La CMEQ blâme la RBQ qui ne compte que 33 inspecteurs (soit 7 par 10 000 mises en chantier) comparativement à 250 (32/10 000) en Ontario et 150 (51/10 000) en Alberta. En entrevue le 12 juin avec le Journal de Montréal, le porte-parole de la RBQ, Sylvain Lamothe, a affirmé qu’il est nécessaire de faire un plus grande nombre d'inspections ailleurs au pays qu’ici parce qu'au Québec, contrairement aux autres provinces, seul un maître électricien peut effectuer des travaux électriques. Pourtant, les inspections réalisées en 2017 ont révélé que les non-conformités du système électrique n’étaient pas beaucoup plus nombreuses ailleurs que chez nous : 48 % au Québec, 54 % en Ontario et 20 % en Colombie-Britannique.
« On devrait faire inspecter son système électrique aux dix ans, même aux cinq ans pour les prises d’usage courant », nous expliquait en entrevue en 2018 Michel Bonneau, directeur du service technique de la CMEQ. « Malheureusement, personne ne fait de demande. »
Chaque année, les électriciens québécois versent plus de 19 millions $ en cotisations professionnelles à la RBQ qui ne consacre que 2,9 millions $ pour les inspections, soit 20 fois moins qu'en Ontario, selon l'étude de RCGT. « Seul le Conseil du trésor peut autoriser des embauches supplémentaires », a expliqué au Journal le porte-parole de la RBQ, organisme responsable de la réglementation dans le bâtiment.
Pour la CMEQ, certains facteurs comme le peu d'inspections effectuées et le fait qu’un permis ne soit pas requis pour faire des travaux électriques favorisent le travail au noir qui met la sécurité du public en péril.
Les sources principales des incendies résidentiels sont les chandelles, la cigarette, les feux de cuisson et les sécheuses dont les conduits ne sont pas nettoyés et qui accumulent trop de charpie. Si la longueur du conduit d'évacuation dépasse 35 pieds (11 m), il faut ajouter un ventilateur d'appoint pour éviter la combustion spontanée de cette charpie même après l'arrêt de la sécheuse, selon un article publié dans le numéro de juin 2017 du magazine IMB.
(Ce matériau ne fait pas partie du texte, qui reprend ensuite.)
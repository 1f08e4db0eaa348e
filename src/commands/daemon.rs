use super::build_config;
use crate::args::Cli;
use console::style;
use trex_master::config::DaemonRole;
use trex_master::daemon::{with_retry, DaemonAction, LifecycleController, ManagedDaemon, RETRY_DELAY};
use trex_master::setup::{self, InstallDir};
use trex_master::{logging, privilege};

pub(crate) async fn cmd_daemon(cli: &Cli, action: DaemonAction) -> anyhow::Result<()> {
    logging::init_cli_logging();

    let controller = match run(cli, action).await {
        Ok(controller) => controller,
        Err(e) => {
            eprintln!("{}", style(e).red());
            std::process::exit(1);
        }
    };

    let name = controller.name();
    if controller.is_running() == action.expects_running() {
        println!("{}", style(format!("{} is {}", name, action.passive())).green());
        Ok(())
    } else {
        println!(
            "{}",
            style(format!("{} is NOT {}", name, action.passive())).red()
        );
        std::process::exit(1);
    }
}

/// Check, prepare, then run `action` with one retry. Returns the controller
/// so the caller can report the resulting state.
async fn run(cli: &Cli, action: DaemonAction) -> trex_master::Result<LifecycleController> {
    // Everything that can refuse the invocation runs before anything changes.
    privilege::ensure_root()?;
    let role: DaemonRole = cli.daemon_type.parse()?;
    let config = build_config(cli)?;
    privilege::pin_to_core_zero()?;

    if let InstallDir::Created = setup::prepare_environment(&config)? {
        println!(
            "Created installation directory {}",
            config.trex_dir.display()
        );
    }

    let controller = LifecycleController::new(
        ManagedDaemon::from_config(&config, role),
        &config.launcher,
    );
    if action != DaemonAction::Show {
        with_retry(RETRY_DELAY, || controller.run(action)).await?;
    }
    Ok(controller)
}
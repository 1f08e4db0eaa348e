use super::lifecycle::LifecycleController;
use super::managed::ManagedDaemon;
use crate::config::{DaemonRole, SupervisorConfig};
use crate::error::{Result, SupervisorError};
use crate::update::{Updater, DEFAULT_PACKAGE_URL};
use std::path::Path;
use std::sync::Arc;
use tracing::info;

/// Everything the control plane operates on, built once per serve process.
pub struct Supervisor {
    config: Arc<SupervisorConfig>,
    worker: LifecycleController,
    proxy: LifecycleController,
    updater: Updater,
}

impl Supervisor {
    pub fn new(config: Arc<SupervisorConfig>) -> Self {
        let controller = |role| {
            LifecycleController::new(
                ManagedDaemon::from_config(&config, role),
                &config.launcher,
            )
        };
        let worker = controller(DaemonRole::Worker);
        let proxy = controller(DaemonRole::Proxy);
        let updater = Updater::from_config(&config);
        Self::from_parts(config, worker, proxy, updater)
    }

    pub fn from_parts(
        config: Arc<SupervisorConfig>,
        worker: LifecycleController,
        proxy: LifecycleController,
        updater: Updater,
    ) -> Self {
        Self {
            config,
            worker,
            proxy,
            updater,
        }
    }

    pub fn config(&self) -> &SupervisorConfig {
        &self.config
    }

    pub fn trex_path(&self) -> &Path {
        self.updater.target_dir()
    }

    /// Controller of a daemon managed through the control plane.
    pub fn controller(&self, role: DaemonRole) -> Result<&LifecycleController> {
        match role {
            DaemonRole::Worker => Ok(&self.worker),
            DaemonRole::Proxy => Ok(&self.proxy),
            DaemonRole::Supervisor => Err(SupervisorError::Configuration(
                "the master daemon is not controlled through its own control plane".to_string(),
            )),
        }
    }

    /// Replace the installation from `package` (the release URL by default).
    /// Refused while the worker daemon is running.
    pub async fn update_trex(&self, package: Option<&str>) -> Result<()> {
        if !self.config.allow_update {
            return Err(SupervisorError::UpdateDisabled);
        }
        if self.worker.is_running() {
            return Err(SupervisorError::UpdateWhileRunning {
                name: self.worker.name().to_string(),
            });
        }
        let source = package.unwrap_or(DEFAULT_PACKAGE_URL);
        info!("Update requested from {}", source);
        self.updater.update(source).await
    }
}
À la suite d'un incendie qui s’est propagé dans les embases de compteurs d'un duplex montréalais en 2013, et bien qu'Hydro-Québec ait conclu que ses compteurs nouvelle génération n'étaient pas en cause, la CMEQ a rappelé aux propriétaires d’habitation l'importance de faire inspecter les embases dans lesquelles les compteurs sont installés parce qu’elles leur appartiennent et qu’ils en sont responsables. « Il arrive que de la rouille apparaisse sur les boîtiers et les perfore ou encore que des composantes se desserrent, se brisent ou se corrodent, occasionnant un mauvais contact. Ces altérations de l'installation électrique produisent des arcs électriques (éclairs bleus) qui peuvent être ou non perceptibles. Lorsqu’ils sont perceptibles, les résidents observent des interruptions de courant de très courte durée ou des fluctuations d'intensité de l’éclairage, comme une sorte de clignotement. Un mauvais contact électrique doit toujours être pris au sérieux, car il peut devenir la cause d'un incendie. »
Depuis 2012, Hydro-Québec a remplacé la plupart de ses compteurs analogiques (« à roulette » ou électromécanique) par des compteurs numériques, communicants ou non communicants. « Il nous reste à ce jour 37 000 compteurs analogiques à remplacer », nous a déclaré un porte-parole d'HQ, Cendrix Bouchard, le 15 août. L'organisme Refusons les compteurs soutient les gens qui veulent conserver leur compteur analogique à cause de leurs risques associés (incendies, problèmes de santé, de surfacturation, cybersécurité). Plusieurs d'entre eux se sont faits couper le courant par HQ pour avoir refusé l'accès au dit compteur. En vertu du « point f) de l’article 7.1.2 des Conditions de service, Hydro-Québec est autorisée à interrompre avec avis un client qui refuse l’accès à notre compteur », explique Louis-Olivier Batty, chargé d'équipe, relations avec les médias, chez HQ.
De 2016 à 2018, 67 763 compteurs nouvelle génération ont été remplacés au frais du manufacturier pour cause de cartes de communication défectueuses, selon HQ. « Nos compteurs sont sécuritaires, fiables et sans danger pour la santé », assure M. Batty, ce que conteste Maria Acosta, webmestre du site Basses-Laurentides Refuse : « Les manufacturiers ont averti les compagnies d'électricité que l’embase, fabriquée pour le compteur électromécanique, n'est pas compatible avec leur compteur numérique. Toutes les embases doivent être changées pour une homologuée pour les nouveaux compteur. HQ ne l'a pas dit pour éviter une opposition plus forte contre l'installation des nouveaux compteurs. L’embase est la propriété du client pendant que le compteur est la propriété d'HQ. »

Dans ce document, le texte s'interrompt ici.